[About this exercise]
Copy, from the material below, each line that contains the word "monitoring".

Records for this task: Begin

impl Autoscaler {
    pub fn new(config: PoolConfig, client: Arc<dyn Client>, provider: Arc<dyn Provider>) -> Self {
        Self {
            config,
            client,
            provider,
            agents: Vec::new(),
            created_this_tick: HashSet::new(),
            report: ReconcileReport::default(),
            tick: 0,
        }
    }

    pub fn config(&self) -> &PoolConfig {
        &self.config
    }

    /// The current agent snapshot.
    pub fn agents(&self) -> &[Agent] {
        &self.agents
    }

    /// Pool agents, optionally without the drained ones.
    pub fn pool_agents(&self, exclude_no_schedule: bool) -> Vec<&Agent> {
        self.agents
            .iter()
            .filter(|a| !(exclude_no_schedule && a.no_schedule))
            .collect()
    }

    /// Run one full reconciliation tick.
    ///
    /// A failure to load the agent list aborts the tick. Every later step
    /// runs even if an earlier one failed; their errors are returned
    /// together once the tick is over.
    pub async fn reconcile(&mut self) -> Result<ReconcileReport> {
        self.tick += 1;
        let span = reconcile_span(&self.config.pool_id, self.tick);
        self.run_tick().instrument(span).await
    }

    async fn run_tick(&mut self) -> Result<ReconcileReport> {
        self.load_agents()
            .instrument(step_span("load_agents"))
            .await
            .map_err(|e| e.in_step("load_agents"))?;

        let mut errors = Vec::new();

        match self.calc_agents().instrument(step_span("calc_agents")).await {
            Ok(delta) if delta > 0 => {
                debug!(amount = delta, "starting additional agents");
                if let Err(e) = self
                    .create_agents(delta.unsigned_abs() as usize)
                    .instrument(step_span("create_agents"))
                    .await
                {
                    errors.push(e.in_step("create_agents"));
                }
            }
            Ok(delta) if delta < 0 => {
                debug!(amount = -delta, "checking agents for draining");
                if let Err(e) = self
                    .drain_agents(delta.unsigned_abs() as usize)
                    .instrument(step_span("drain_agents"))
                    .await
                {
                    errors.push(e.in_step("drain_agents"));
                }
            }
            Ok(_) => debug!("pool size matches demand"),
            Err(e) => errors.push(e.in_step("calc_agents")),
        }

        if let Err(e) = self
            .cleanup_dangling_agents()
            .instrument(step_span("cleanup_dangling_agents"))
            .await
        {
            errors.push(e.in_step("cleanup_dangling_agents"));
        }

        if let Err(e) = self
            .cleanup_stale_agents()
            .instrument(step_span("cleanup_stale_agents"))
            .await
        {
            errors.push(e.in_step("cleanup_stale_agents"));
        }

        if let Err(e) = self
            .remove_drained_agents()
            .instrument(step_span("remove_drained_agents"))
            .await
        {
            errors.push(e.in_step("remove_drained_agents"));
        }

        let report = std::mem::take(&mut self.report);
        info!(
            tick = report.tick,
            delta = report.delta,
            agents = self.agents.len(),
            reactivated = report.reactivated,
            created = report.created,
            drained = report.drained,
            dangling_instances = report.dangling_instances_removed,
            dangling_registrations = report.dangling_registrations_removed,
            stale_removed = report.stale_removed,
            drained_removed = report.drained_removed,
            failed_steps = errors.len(),
            "Reconciliation finished"
        );

        for e in &errors {
            error!(error = %e, "Reconcile step failed");
        }

        Error::collect(errors).map(|()| report)
    }

    /// Refresh the snapshot with the registry's agents of this pool.
    pub async fn load_agents(&mut self) -> Result<()> {
        self.report = ReconcileReport {
            tick: self.tick,
            ..Default::default()
        };
        self.created_this_tick.clear();

        let agents = self
            .client
            .agent_list()
            .await
            .map_err(|e| Error::client("agent_list", e))?;

        let pool_id = &self.config.pool_id;
        self.agents = agents
            .into_iter()
            .filter(|a| AgentName::belongs_to(&a.name, pool_id))
            .collect();

        debug!(agents = self.agents.len(), "Loaded pool agents");
        Ok(())
    }

    /// Fetch the queue and compute the capacity delta for this tick.
    pub async fn calc_agents(&mut self) -> Result<i64> {
        let info = self
            .client
            .queue_info()
            .await
            .map_err(|e| Error::client("queue_info", e))?;
        let load = QueueLoad::from_queue(&info, self.config.filter_labels.as_ref());
        let pool_agents = self.pool_agents(true).len();

        let delta = calc_agents(&load, pool_agents, &self.config);
        debug!(
            free_workers = load.free_workers,
            running = load.running,
            pending = load.pending,
            pool_agents,
            min = self.config.min_agents,
            max = self.config.max_agents,
            delta,
            "Capacity calculated"
        );

        self.report.delta = delta;
        Ok(delta)
    }

    /// Bring `amount` agents into service: reactivate drained agents first,
    /// then register and deploy new ones.
    ///
    /// A failed deploy leaves its registry entry behind; the next tick's
    /// dangling cleanup deletes it.
    pub async fn create_agents(&mut self, amount: usize) -> Result<()> {
        let mut remaining = amount;

        for agent in self.agents.iter_mut().filter(|a| a.no_schedule) {
            if remaining == 0 {
                break;
            }
            info!(agent = %agent.name, "Reactivating agent");
            let update = Agent {
                no_schedule: false,
                ..agent.clone()
            };
            self.client
                .agent_update(&update)
                .await
                .map_err(|e| Error::client("agent_update", e))?;
            agent.no_schedule = false;
            remaining -= 1;
            self.report.reactivated += 1;
        }

        for _ in 0..remaining {
            let agent = self.register_agent().await?;

            info!(agent = %agent.name, provider = self.provider.name(), "Deploying agent");
            if let Err(e) = self
                .provider
                .deploy_agent(&agent)
                .instrument(agent_span(&agent.name, "deploy"))
                .await
            {
                warn!(
                    agent = %agent.name,
                    error = %e,
                    "Deploy failed, registration left for dangling cleanup"
                );
                return Err(e);
            }

            self.created_this_tick.insert(agent.name.clone());
            self.agents.push(agent);
            self.report.created += 1;
        }

        Ok(())
    }

    /// Register a new agent under a fresh name, retrying on name collisions.
    async fn register_agent(&self) -> Result<Agent> {
        let mut attempt = 1;
        loop {
            let name = AgentName::generate(&self.config.pool_id)?;
            match self.client.agent_create(&Agent::named(name.to_string())).await {
                Ok(agent) => return Ok(agent),
                Err(e) if e.is_conflict() && attempt < MAX_NAME_ATTEMPTS => {
                    warn!(agent = %name, attempt, "Agent name taken, generating another");
                    attempt += 1;
                }
                Err(e) => return Err(Error::client("agent_create", e)),
            }
        }
    }

    /// Mark up to `amount` schedulable agents as `no_schedule`. Agents that
    /// never contacted the server may still be booting and are left alone,
    /// as are agents that finished work within the idle timeout.
    pub async fn drain_agents(&mut self, amount: usize) -> Result<()> {
        let now = now();
        let idle_timeout = self.config.agent_idle_timeout.as_secs() as i64;
        let mut drained = 0;

        for agent in self.agents.iter_mut() {
            if drained == amount {
                break;
            }
            if agent.no_schedule || !agent.has_contacted() {
                continue;
            }
            if now - agent.last_work < idle_timeout {
                debug!(agent = %agent.name, "Agent worked recently, not draining");
                continue;
            }

            info!(agent = %agent.name, "Draining agent");
            let update = Agent {
                no_schedule: true,
                ..agent.clone()
            };
            self.client
                .agent_update(&update)
                .await
                .map_err(|e| Error::client("agent_update", e))?;
            agent.no_schedule = true;
            drained += 1;
            self.report.drained += 1;
        }

        if drained < amount {
            debug!(requested = amount, drained, "Not enough agents eligible for draining");
        }
        Ok(())
    }

    /// An agent is idle when it holds no tasks and has not finished work
    /// within the idle timeout. The time check covers the gap between a job
    /// being assigned and its task showing up.
    pub async fn is_agent_idle(&self, agent: &Agent) -> Result<bool> {
        let tasks = self
            .client
            .agent_tasks_list(agent.id)
            .await
            .map_err(|e| Error::client("agent_tasks_list", e))?;
        if !tasks.is_empty() {
            return Ok(false);
        }

        let idle_for = now() - agent.last_work;
        Ok(idle_for >= self.config.agent_idle_timeout.as_secs() as i64)
    }

    /// Remove an idle agent: instance first, then registry entry. Returns
    /// whether the agent was removed. Busy agents and agents already removed
    /// earlier in the tick are left as they are.
    pub async fn remove_agent(&mut self, agent: &Agent, reason: &str) -> Result<bool> {
        if !self.agents.iter().any(|a| a.id == agent.id) {
            debug!(agent = %agent.name, "Agent already removed");
            return Ok(false);
        }

        if !self.is_agent_idle(agent).await? {
            info!(agent = %agent.name, reason, "Agent is still processing work");
            return Ok(false);
        }

        info!(agent = %agent.name, reason, "Removing agent");
        self.provider
            .remove_agent(agent)
            .instrument(agent_span(&agent.name, "remove"))
            .await?;

        match self.client.agent_delete(agent.id).await {
            Ok(()) => {}
            Err(e) if e.is_not_found() => {
                debug!(agent = %agent.name, "Registry entry already gone");
            }
            Err(e) => return Err(Error::client("agent_delete", e)),
        }

        self.agents.retain(|a| a.id != agent.id);
        Ok(true)
    }

    /// Remove every drained agent that has become idle.
    pub async fn remove_drained_agents(&mut self) -> Result<()> {
        let drained: Vec<Agent> = self
            .agents
            .iter()
            .filter(|a| a.no_schedule)
            .cloned()
            .collect();

        let mut errors = Vec::new();
        for agent in drained {
            match self.remove_agent(&agent, "drained").await {
                Ok(true) => self.report.drained_removed += 1,
                Ok(false) => {}
                Err(e) => {
                    warn!(agent = %agent.name, error = %e, "Failed to remove drained agent");
                    errors.push(e);
                }
            }
        }
        Error::collect(errors)
    }

    /// Reconcile the registry with the provider inventory: destroy instances
    /// nobody registered, delete registrations no instance backs.
    pub async fn cleanup_dangling_agents(&mut self) -> Result<()> {
        let deployed: BTreeSet<String> = self
            .provider
            .list_deployed_agent_names()
            .await?
            .into_iter()
            .collect();
        let registered: HashSet<String> = self.agents.iter().map(|a| a.name.clone()).collect();

        let mut errors = Vec::new();

        for name in deployed.iter().filter(|n| !registered.contains(*n)) {
            if !AgentName::belongs_to(name, &self.config.pool_id) {
                warn!(instance = %name, "Ignoring instance not named for this pool");
                continue;
            }

            info!(agent = %name, reason = "not registered on the CI server", "Removing instance");
            match self
                .provider
                .remove_agent(&Agent::named(name.as_str()))
                .instrument(agent_span(name, "remove"))
                .await
            {
                Ok(()) => self.report.dangling_instances_removed += 1,
                Err(e) => {
                    warn!(agent = %name, error = %e, "Failed to remove dangling instance");
                    errors.push(e);
                }
            }
        }

        let unbacked: Vec<Agent> = self
            .agents
            .iter()
            .filter(|a| !deployed.contains(&a.name) && !self.created_this_tick.contains(&a.name))
            .cloned()
            .collect();

        for agent in unbacked {
            info!(agent = %agent.name, reason = "not found on provider", "Deleting registration");
            match self.client.agent_delete(agent.id).await {
                Ok(()) => {}
                Err(e) if e.is_not_found() => {}
                Err(e) => {
                    warn!(agent = %agent.name, error = %e, "Failed to delete dangling registration");
                    errors.push(Error::client("agent_delete", e));
                    continue;
                }
            }
            self.agents.retain(|a| a.id != agent.id);
            self.report.dangling_registrations_removed += 1;
        }

        Error::collect(errors)
    }

    /// Remove schedulable agents that stopped talking to the server. Agents
    /// that never connected are judged by their age.
    pub async fn cleanup_stale_agents(&mut self) -> Result<()> {
        let now = now();
        let timeout = self.config.agent_inactivity_timeout.as_secs() as i64;
        let stale: Vec<Agent> = self
            .agents
            .iter()
            .filter(|a| !a.no_schedule && now - a.activity_reference() > timeout)
            .cloned()
            .collect();

        let mut errors = Vec::new();
        for agent in stale {
            match self.remove_agent(&agent, "stale").await {
                Ok(true) => self.report.stale_removed += 1,
                Ok(false) => {}
                Err(e) => {
                    warn!(agent = %agent.name, error = %e, "Failed to remove stale agent");
                    errors.push(e);
                }
            }
        }
        Error::collect(errors)
    }
}
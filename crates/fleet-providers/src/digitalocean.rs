//! DigitalOcean provider.
//!
//! Droplets of a pool carry the tag `fleet-autoscaler-pool-<pool_id>` and
//! are listed by it.

use crate::api::{ApiClient, ApiError};
use async_trait::async_trait;
use fleet_core::{Agent, Error, PoolConfig, Provider, Result, UserDataParams, UserDataTemplate};
use reqwest::Method;
use serde::{Deserialize, Serialize};
use tokio::sync::OnceCell;
use tracing::{debug, info, warn};

pub const NAME: &str = "digitalocean";

const PER_PAGE: u32 = 200;
const POOL_TAG_PREFIX: &str = "fleet-autoscaler-pool-";
/// Account keys picked, in order, when no SSH key is configured.
const PREFERRED_SSH_KEYS: &[&str] = &["fleet-autoscaler", "woodpecker", "id_ed25519"];

/// DigitalOcean settings.
#[derive(Clone)]
pub struct DigitalOceanConfig {
    pub api_token: String,
    pub api_url: String,
    pub region: String,
    pub size: String,
    pub image: String,
    /// Key id or fingerprint. When unset an account key is picked.
    pub ssh_key: Option<String>,
    pub tags: Vec<String>,
    pub vpc_uuid: Option<String>,
    pub ipv6: bool,
    pub monitoring: bool,
    pub firewall_id: Option<String>,
}

impl Default for DigitalOceanConfig {
    fn default() -> Self {
        Self {
            api_token: String::new(),
            api_url: "https://api.digitalocean.com/v2".to_string(),
            region: "nyc1".to_string(),
            size: "s-1vcpu-1gb".to_string(),
            image: "ubuntu-22-04-x64".to_string(),
            ssh_key: None,
            tags: Vec::new(),
            vpc_uuid: None,
            ipv6: false,
            monitoring: true,
            firewall_id: None,
        }
    }
}

#[derive(Debug, Clone, PartialEq, Eq, Serialize)]
#[serde(untagged)]
enum SshKeyRef {
    Id(i64),
    Fingerprint(String),
}

impl SshKeyRef {
    fn parse(raw: &str) -> Self {
        match raw.parse() {
            Ok(id) => SshKeyRef::Id(id),
            Err(_) => SshKeyRef::Fingerprint(raw.to_string()),
        }
    }
}

pub struct DigitalOceanProvider {
    config: DigitalOceanConfig,
    pool_tag: String,
    ssh_key: OnceCell<Option<SshKeyRef>>,
    pool: PoolConfig,
    user_data: UserDataTemplate,
    api: ApiClient,
}

impl DigitalOceanProvider {
    pub fn new(config: DigitalOceanConfig, pool: &PoolConfig, user_data: UserDataTemplate) -> Result<Self> {
        if config.api_token.is_empty() {
            return Err(Error::InvalidConfig(format!("{}: api token is required", NAME)));
        }

        let ssh_key = OnceCell::new_with(
            config
                .ssh_key
                .as_deref()
                .filter(|k| !k.is_empty())
                .map(|k| Some(SshKeyRef::parse(k))),
        );

        Ok(Self {
            pool_tag: format!("{}{}", POOL_TAG_PREFIX, pool.pool_id),
            ssh_key,
            pool: pool.clone(),
            user_data,
            api: ApiClient::new(&config.api_url, &config.api_token),
            config,
        })
    }

    pub fn pool_tag(&self) -> &str {
        &self.pool_tag
    }

    async fn ssh_key(&self) -> Result<Option<&SshKeyRef>> {
        let key = self
            .ssh_key
            .get_or_try_init(|| self.find_account_key())
            .await?;
        Ok(key.as_ref())
    }

    async fn find_account_key(&self) -> Result<Option<SshKeyRef>> {
        let req = self
            .api
            .request(Method::GET, "/account/keys")
            .query(&[("per_page", PER_PAGE)]);
        let list: KeyList = self
            .api
            .send(req)
            .await
            .map_err(|e| api_error("Keys.List", e))?;

        let preferred = PREFERRED_SSH_KEYS
            .iter()
            .find_map(|name| list.ssh_keys.iter().find(|k| k.name == *name));
        match preferred.or(list.ssh_keys.first()) {
            Some(key) => {
                info!(key = %key.name, "Using account SSH key");
                Ok(Some(SshKeyRef::Fingerprint(key.fingerprint.clone())))
            }
            None => {
                warn!("No SSH key found, droplets will be created without SSH access");
                Ok(None)
            }
        }
    }

    async fn pool_droplets(&self) -> Result<Vec<Droplet>> {
        let mut droplets = Vec::new();
        let mut page = 1;

        loop {
            let req = self
                .api
                .request(Method::GET, "/droplets")
                .query(&[("tag_name", self.pool_tag.as_str())])
                .query(&[("page", page), ("per_page", PER_PAGE)]);
            let list: DropletList = self
                .api
                .send(req)
                .await
                .map_err(|e| api_error("Droplets.ListByTag", e))?;

            droplets.extend(list.droplets);
            let has_next = list
                .links
                .and_then(|l| l.pages)
                .is_some_and(|p| p.next.is_some());
            if !has_next {
                break;
            }
            page += 1;
        }

        Ok(droplets)
    }
}

#[async_trait]
impl Provider for DigitalOceanProvider {
    async fn deploy_agent(&self, agent: &Agent) -> Result<()> {
        let user_data = self
            .user_data
            .render(&UserDataParams::for_agent(&self.pool, agent))
            .map_err(|e| Error::provider(NAME, format!("rendering user data: {}", e)))?;

        let ssh_keys: Vec<SshKeyRef> = self.ssh_key().await?.cloned().into_iter().collect();
        let mut tags = vec![self.pool_tag.clone()];
        tags.extend(self.config.tags.iter().cloned());

        let body = CreateDropletRequest {
            name: &agent.name,
            region: &self.config.region,
            size: &self.config.size,
            image: &self.config.image,
            ssh_keys,
            tags,
            ipv6: self.config.ipv6,
            monitoring: self.config.monitoring,
            user_data: &user_data,
            vpc_uuid: self.config.vpc_uuid.as_deref(),
        };
        let req = self.api.request(Method::POST, "/droplets").json(&body);
        let created: DropletResponse = self
            .api
            .send(req)
            .await
            .map_err(|e| api_error("Droplets.Create", e))?;

        info!(agent = %agent.name, droplet_id = created.droplet.id, "Droplet created");

        if let Some(firewall_id) = &self.config.firewall_id {
            let req = self
                .api
                .request(Method::POST, &format!("/firewalls/{}/droplets", firewall_id))
                .json(&FirewallDroplets {
                    droplet_ids: vec![created.droplet.id],
                });
            if let Err(e) = self.api.execute(req).await {
                warn!(
                    agent = %agent.name,
                    firewall_id = %firewall_id,
                    error = %e,
                    "Failed to add droplet to firewall"
                );
            }
        }

        Ok(())
    }

    async fn remove_agent(&self, agent: &Agent) -> Result<()> {
        let matches: Vec<Droplet> = self
            .pool_droplets()
            .await?
            .into_iter()
            .filter(|d| d.name == agent.name)
            .collect();

        let droplet = match matches.as_slice() {
            [] => {
                debug!(agent = %agent.name, "Droplet not found, nothing to remove");
                return Ok(());
            }
            [droplet] => droplet,
            _ => {
                return Err(Error::Inconsistent {
                    name: agent.name.clone(),
                    message: format!("{} droplets share this name", matches.len()),
                });
            }
        };

        let req = self
            .api
            .request(Method::DELETE, &format!("/droplets/{}", droplet.id));
        match self.api.execute(req).await {
            Ok(()) => {
                info!(agent = %agent.name, droplet_id = droplet.id, "Droplet deleted");
                Ok(())
            }
            Err(e) if e.is_not_found() => Ok(()),
            Err(e) => Err(api_error("Droplets.Delete", e)),
        }
    }

    async fn list_deployed_agent_names(&self) -> Result<Vec<String>> {
        Ok(self
            .pool_droplets()
            .await?
            .into_iter()
            .map(|d| d.name)
            .collect())
    }

    fn name(&self) -> &str {
        NAME
    }
}

fn api_error(op: &str, err: ApiError) -> Error {
    Error::provider(NAME, format!("{}: {}", op, err))
}

#[derive(Debug, Serialize)]
struct CreateDropletRequest<'a> {
    name: &'a str,
    region: &'a str,
    size: &'a str,
    image: &'a str,
    ssh_keys: Vec<SshKeyRef>,
    tags: Vec<String>,
    ipv6: bool,
    monitoring: bool,
    user_data: &'a str,
    #[serde(skip_serializing_if = "Option::is_none")]
    vpc_uuid: Option<&'a str>,
}

#[derive(Debug, Serialize)]
struct FirewallDroplets {
    droplet_ids: Vec<i64>,
}

#[derive(Debug, Deserialize)]
struct Droplet {
    id: i64,
    name: String,
}

#[derive(Debug, Deserialize)]
struct DropletResponse {
    droplet: Droplet,
}

#[derive(Debug, Deserialize)]
struct DropletList {
    #[serde(default)]
    droplets: Vec<Droplet>,
    #[serde(default)]
    links: Option<Links>,
}

#[derive(Debug, Deserialize)]
struct Links {
    #[serde(default)]
    pages: Option<Pages>,
}

#[derive(Debug, Deserialize)]
struct Pages {
    #[serde(default)]
    next: Option<String>,
}

#[derive(Debug, Deserialize)]
struct KeyList {
    #[serde(default)]
    ssh_keys: Vec<AccountKey>,
}

#[derive(Debug, Deserialize)]
struct AccountKey {
    name: String,
    fingerprint: String,
}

Records for this task: End

[Exercise solution]
    pub monitoring: bool,
            monitoring: true,
            monitoring: self.config.monitoring,
    monitoring: bool,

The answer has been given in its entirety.